● **Problem to solve**: Find how many lines in the material hold the word "RawAuthor", then state that number and nothing more.

- Opening Delimiter -

//! Review API payloads and the flattened record written to the output sink.

use chrono::DateTime;
use serde::{Deserialize, Deserializer, Serialize, Serializer};
use serde_json::Value;

/// One reply from the review listing endpoint.
#[derive(Debug, Clone, Default, Deserialize)]
pub struct PageResponse {
    #[serde(default, deserialize_with = "status")]
    pub success: i64,
    #[serde(default, deserialize_with = "entries")]
    pub reviews: Option<Vec<RawReview>>,
    #[serde(default, deserialize_with = "optional_string")]
    pub cursor: Option<String>,
    #[serde(default, deserialize_with = "summary")]
    pub query_summary: Option<QuerySummary>,
}

impl PageResponse {
    pub fn is_success(&self) -> bool {
        self.success == 1
    }

    pub fn reviews(&self) -> &[RawReview] {
        self.reviews.as_deref().unwrap_or_default()
    }

    /// The continuation token, with an empty string treated as absent.
    pub fn next_cursor(&self) -> Option<&str> {
        self.cursor.as_deref().filter(|c| !c.is_empty())
    }

    /// Reviews matching the query as of this page.
    ///
    /// A missing summary or missing `num_reviews` key counts as zero; a count
    /// that is present but null or unreadable is unknown (`None`) and does not
    /// end the crawl.
    pub fn summary_count(&self) -> Option<u64> {
        match &self.query_summary {
            Some(summary) => summary.num_reviews,
            None => Some(0),
        }
    }
}

#[derive(Debug, Clone, Default, Deserialize)]
pub struct QuerySummary {
    #[serde(default = "absent_count", deserialize_with = "optional_u64")]
    pub num_reviews: Option<u64>,
    #[serde(default, deserialize_with = "optional_string")]
    pub review_score_desc: Option<String>,
    #[serde(default, deserialize_with = "optional_u64")]
    pub total_positive: Option<u64>,
    #[serde(default, deserialize_with = "optional_u64")]
    pub total_negative: Option<u64>,
    #[serde(default, deserialize_with = "optional_u64")]
    pub total_reviews: Option<u64>,
}

fn absent_count() -> Option<u64> {
    Some(0)
}

#[derive(Debug, Clone, Default, Deserialize)]
pub struct RawReview {
    #[serde(default, deserialize_with = "review_id")]
    pub recommendationid: Option<String>,
    #[serde(default, deserialize_with = "optional_string")]
    pub language: Option<String>,
    #[serde(default, deserialize_with = "optional_string")]
    pub review: Option<String>,
    #[serde(default, deserialize_with = "flag")]
    pub voted_up: bool,
    #[serde(default, deserialize_with = "flag")]
    pub steam_purchase: bool,
    #[serde(default, deserialize_with = "flag")]
    pub received_for_free: bool,
    #[serde(default, deserialize_with = "optional_u64")]
    pub votes_up: Option<u64>,
    #[serde(default, deserialize_with = "optional_u64")]
    pub votes_funny: Option<u64>,
    #[serde(default, deserialize_with = "optional_i64")]
    pub timestamp_created: Option<i64>,
    #[serde(default, deserialize_with = "optional_i64")]
    pub timestamp_updated: Option<i64>,
    #[serde(default, deserialize_with = "author")]
    pub author: Option<RawAuthor>,
}

#[derive(Debug, Clone, Default, Deserialize)]
pub struct RawAuthor {
    #[serde(default, deserialize_with = "optional_u64")]
    pub num_games_owned: Option<u64>,
    #[serde(default, deserialize_with = "optional_u64")]
    pub num_reviews: Option<u64>,
    #[serde(default, deserialize_with = "optional_u64")]
    pub playtime_forever: Option<u64>,
    #[serde(default, deserialize_with = "optional_u64")]
    pub playtime_at_review: Option<u64>,
}

// The decoders below accept any JSON value and map unexpected types to
// `None`/defaults instead of failing the page.

/// Entries that are not objects decode as an empty review (no id).
fn entries<'de, D>(deserializer: D) -> Result<Option<Vec<RawReview>>, D::Error>
where
    D: Deserializer<'de>,
{
    Ok(match Option::<Value>::deserialize(deserializer)? {
        Some(Value::Array(items)) => Some(
            items
                .into_iter()
                .map(|item| serde_json::from_value(item).unwrap_or_default())
                .collect(),
        ),
        _ => None,
    })
}

fn summary<'de, D>(deserializer: D) -> Result<Option<QuerySummary>, D::Error>
where
    D: Deserializer<'de>,
{
    Ok(Option::<Value>::deserialize(deserializer)?
        .filter(Value::is_object)
        .and_then(|v| serde_json::from_value(v).ok()))
}

/// `1` / `true` is success; anything else reads as not successful.
fn status<'de, D>(deserializer: D) -> Result<i64, D::Error>
where
    D: Deserializer<'de>,
{
    Ok(match Option::<Value>::deserialize(deserializer)? {
        Some(Value::Bool(b)) => i64::from(b),
        Some(Value::Number(n)) => n.as_i64().unwrap_or(0),
        _ => 0,
    })
}

/// Integers, integral floats and numeric strings; anything else is `None`.
fn optional_i64<'de, D>(deserializer: D) -> Result<Option<i64>, D::Error>
where
    D: Deserializer<'de>,
{
    Ok(Option::<Value>::deserialize(deserializer)?
        .as_ref()
        .and_then(as_i64))
}

fn optional_u64<'de, D>(deserializer: D) -> Result<Option<u64>, D::Error>
where
    D: Deserializer<'de>,
{
    Ok(match Option::<Value>::deserialize(deserializer)? {
        Some(Value::Number(n)) if n.is_u64() => n.as_u64(),
        Some(value) => as_i64(&value).and_then(|v| u64::try_from(v).ok()),
        None => None,
    })
}

fn as_i64(value: &Value) -> Option<i64> {
    match value {
        Value::Number(n) => n.as_i64().or_else(|| {
            n.as_f64()
                .filter(|f| f.fract() == 0.0 && *f >= i64::MIN as f64 && *f <= i64::MAX as f64)
                .map(|f| f as i64)
        }),
        Value::String(s) => {
            let s = s.trim();
            s.parse::<i64>().ok().or_else(|| {
                s.parse::<f64>()
                    .ok()
                    .filter(|f| f.is_finite() && f.fract() == 0.0)
                    .map(|f| f as i64)
            })
        }
        _ => None,
    }
}

fn optional_string<'de, D>(deserializer: D) -> Result<Option<String>, D::Error>
where
    D: Deserializer<'de>,
{
    Ok(match Option::<Value>::deserialize(deserializer)? {
        Some(Value::String(s)) => Some(s),
        Some(Value::Number(n)) => Some(n.to_string()),
        _ => None,
    })
}

/// A non-object author reads as missing.
fn author<'de, D>(deserializer: D) -> Result<Option<RawAuthor>, D::Error>
where
    D: Deserializer<'de>,
{
    Ok(Option::<Value>::deserialize(deserializer)?
        .filter(Value::is_object)
        .and_then(|v| serde_json::from_value(v).ok()))
}

/// Accepts the identifier as a string or a number; empty strings count as missing.
fn review_id<'de, D>(deserializer: D) -> Result<Option<String>, D::Error>
where
    D: Deserializer<'de>,
{
    Ok(match Option::<Value>::deserialize(deserializer)? {
        Some(Value::String(s)) if !s.is_empty() => Some(s),
        Some(Value::Number(n)) => Some(n.to_string()),
        _ => None,
    })
}

fn flag<'de, D>(deserializer: D) -> Result<bool, D::Error>
where
    D: Deserializer<'de>,
{
    Ok(match Option::<Value>::deserialize(deserializer)? {
        Some(Value::Bool(b)) => b,
        Some(Value::Number(n)) => n.as_f64().is_some_and(|v| v != 0.0),
        Some(Value::String(s)) => !s.is_empty(),
        _ => false,
    })
}

/// A single exported review row. Field order is the output column order.
#[derive(Debug, Clone, PartialEq, Eq, Serialize)]
pub struct ReviewRecord {
    pub review_text: String,
    #[serde(serialize_with = "as_digit")]
    pub sentiment: bool,
    #[serde(serialize_with = "as_digit")]
    pub purchased: bool,
    #[serde(serialize_with = "as_digit")]
    pub received_for_free: bool,
    pub votes_up: Option<u64>,
    pub votes_funny: Option<u64>,
    pub date_created: String,
    pub date_updated: String,
    pub author_num_games_owned: Option<u64>,
    pub author_num_reviews: Option<u64>,
    pub author_playtime_forever_min: Option<u64>,
    pub author_playtime_at_review_min: Option<u64>,
}

fn as_digit<S: Serializer>(value: &bool, serializer: S) -> Result<S::Ok, S::Error> {
    serializer.serialize_u8(u8::from(*value))
}

impl ReviewRecord {
    pub const HEADER: [&'static str; 12] = [
        "review_text",
        "sentiment",
        "purchased",
        "received_for_free",
        "votes_up",
        "votes_funny",
        "date_created",
        "date_updated",
        "author_num_games_owned",
        "author_num_reviews",
        "author_playtime_forever_min",
        "author_playtime_at_review_min",
    ];
}

impl From<&RawReview> for ReviewRecord {
    fn from(raw: &RawReview) -> Self {
        let author = raw.author.clone().unwrap_or_default();
        Self {
            review_text: raw.review.as_deref().unwrap_or_default().trim().to_string(),
            sentiment: raw.voted_up,
            purchased: raw.steam_purchase,
            received_for_free: raw.received_for_free,
            votes_up: raw.votes_up,
            votes_funny: raw.votes_funny,
            date_created: utc_date(raw.timestamp_created),
            date_updated: utc_date(raw.timestamp_updated),
            author_num_games_owned: author.num_games_owned,
            author_num_reviews: author.num_reviews,
            author_playtime_forever_min: author.playtime_forever,
            author_playtime_at_review_min: author.playtime_at_review,
        }
    }
}

/// Converts epoch seconds to an ISO calendar date in UTC. Zero or missing yields "".
pub fn utc_date(timestamp: Option<i64>) -> String {
    match timestamp {
        Some(ts) if ts != 0 => DateTime::from_timestamp(ts, 0)
            .map(|dt| dt.date_naive().to_string())
            .unwrap_or_default(),
        _ => String::new(),
    }
}

#[cfg(test)]
mod tests {
    use super::*;
    use serde_json::json;

    #[test]
    fn test_utc_date() {
        assert_eq!(utc_date(Some(1_700_000_000)), "2023-11-14");
        assert_eq!(utc_date(Some(0)), "");
        assert_eq!(utc_date(None), "");
    }

    #[test]
    fn test_record_from_full_entry() {
        let raw: RawReview = serde_json::from_value(json!({
            "recommendationid": "150000001",
            "language": "english",
            "review": "  Great game, would play again.\n",
            "voted_up": true,
            "steam_purchase": false,
            "received_for_free": true,
            "votes_up": 12,
            "votes_funny": 3,
            "timestamp_created": 1700000000,
            "timestamp_updated": 0,
            "weighted_vote_score": "0.52",
            "author": {
                "steamid": "7656119",
                "num_games_owned": 250,
                "num_reviews": 9,
                "playtime_forever": 1200,
                "playtime_at_review": 600
            }
        }))
        .unwrap();

        let record = ReviewRecord::from(&raw);
        assert_eq!(record.review_text, "Great game, would play again.");
        assert!(record.sentiment);
        assert!(!record.purchased);
        assert!(record.received_for_free);
        assert_eq!(record.votes_up, Some(12));
        assert_eq!(record.date_created, "2023-11-14");
        assert_eq!(record.date_updated, "");
        assert_eq!(record.author_num_games_owned, Some(250));
        assert_eq!(record.author_playtime_at_review_min, Some(600));
    }

    #[test]
    fn test_sparse_entry_maps_to_nulls() {
        let raw: RawReview = serde_json::from_value(json!({
            "recommendationid": 42,
            "voted_up": null,
            "steam_purchase": 1
        }))
        .unwrap();

        assert_eq!(raw.recommendationid.as_deref(), Some("42"));
        let record = ReviewRecord::from(&raw);
        assert_eq!(record.review_text, "");
        assert!(!record.sentiment);
        assert!(record.purchased);
        assert_eq!(record.votes_funny, None);
        assert_eq!(record.author_num_reviews, None);
        assert_eq!(record.date_created, "");
    }

    #[test]
    fn test_empty_identifier_is_missing() {
        let raw: RawReview = serde_json::from_value(json!({ "recommendationid": "" })).unwrap();
        assert!(raw.recommendationid.is_none());
    }

    #[test]
    fn test_page_defaults() {
        let page: PageResponse = serde_json::from_value(json!({ "success": 1 })).unwrap();
        assert!(page.is_success());
        assert!(page.reviews().is_empty());
        assert_eq!(page.next_cursor(), None);
        assert_eq!(page.summary_count(), Some(0));

        let page: PageResponse = serde_json::from_value(json!({
            "success": 2,
            "reviews": null,
            "cursor": "",
            "query_summary": { "num_reviews": 100, "total_reviews": 5000 }
        }))
        .unwrap();
        assert!(!page.is_success());
        assert_eq!(page.next_cursor(), None);
        assert_eq!(page.summary_count(), Some(100));
    }

    #[test]
    fn test_summary_count_null_is_unknown() {
        let page: PageResponse = serde_json::from_value(json!({
            "success": 1,
            "query_summary": { "num_reviews": null }
        }))
        .unwrap();
        assert_eq!(page.summary_count(), None);

        let page: PageResponse =
            serde_json::from_value(json!({ "success": 1, "query_summary": {} })).unwrap();
        assert_eq!(page.summary_count(), Some(0));

        let page: PageResponse =
            serde_json::from_value(json!({ "success": 1, "query_summary": null })).unwrap();
        assert_eq!(page.summary_count(), Some(0));
    }

    #[test]
    fn test_odd_scalars_do_not_break_the_page() {
        let page: PageResponse = serde_json::from_value(json!({
            "success": true,
            "reviews": [
                { "recommendationid": "1", "votes_up": 3 },
                {
                    "recommendationid": "2",
                    "votes_up": "12",
                    "votes_funny": -1,
                    "timestamp_created": "1700000000",
                    "review": 42,
                    "author": { "playtime_forever": 12.0, "num_reviews": "n/a" }
                },
                { "recommendationid": "3", "author": "deleted", "voted_up": "yes" },
                null
            ],
            "cursor": "c1",
            "query_summary": { "num_reviews": 3.0 }
        }))
        .unwrap();

        assert!(page.is_success());
        assert_eq!(page.summary_count(), Some(3));
        assert_eq!(page.reviews().len(), 4);
        assert!(page.reviews()[3].recommendationid.is_none());

        let odd = ReviewRecord::from(&page.reviews()[1]);
        assert_eq!(odd.votes_up, Some(12));
        assert_eq!(odd.votes_funny, None);
        assert_eq!(odd.date_created, "2023-11-14");
        assert_eq!(odd.review_text, "42");
        assert_eq!(odd.author_playtime_forever_min, Some(12));
        assert_eq!(odd.author_num_reviews, None);

        let no_author = ReviewRecord::from(&page.reviews()[2]);
        assert_eq!(no_author.author_num_games_owned, None);
        assert!(no_author.sentiment);
    }

    #[test]
    fn test_success_flag_variants() {
        let cases = [
            (json!(1), true),
            (json!(true), true),
            (json!(false), false),
            (json!(2), false),
            (json!("1"), false),
        ];
        for (raw, ok) in cases {
            let page: PageResponse = serde_json::from_value(json!({ "success": raw })).unwrap();
            assert_eq!(page.is_success(), ok, "{}", raw);
        }
    }
}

- Closing Delimiter -

● **Exercise result**: 3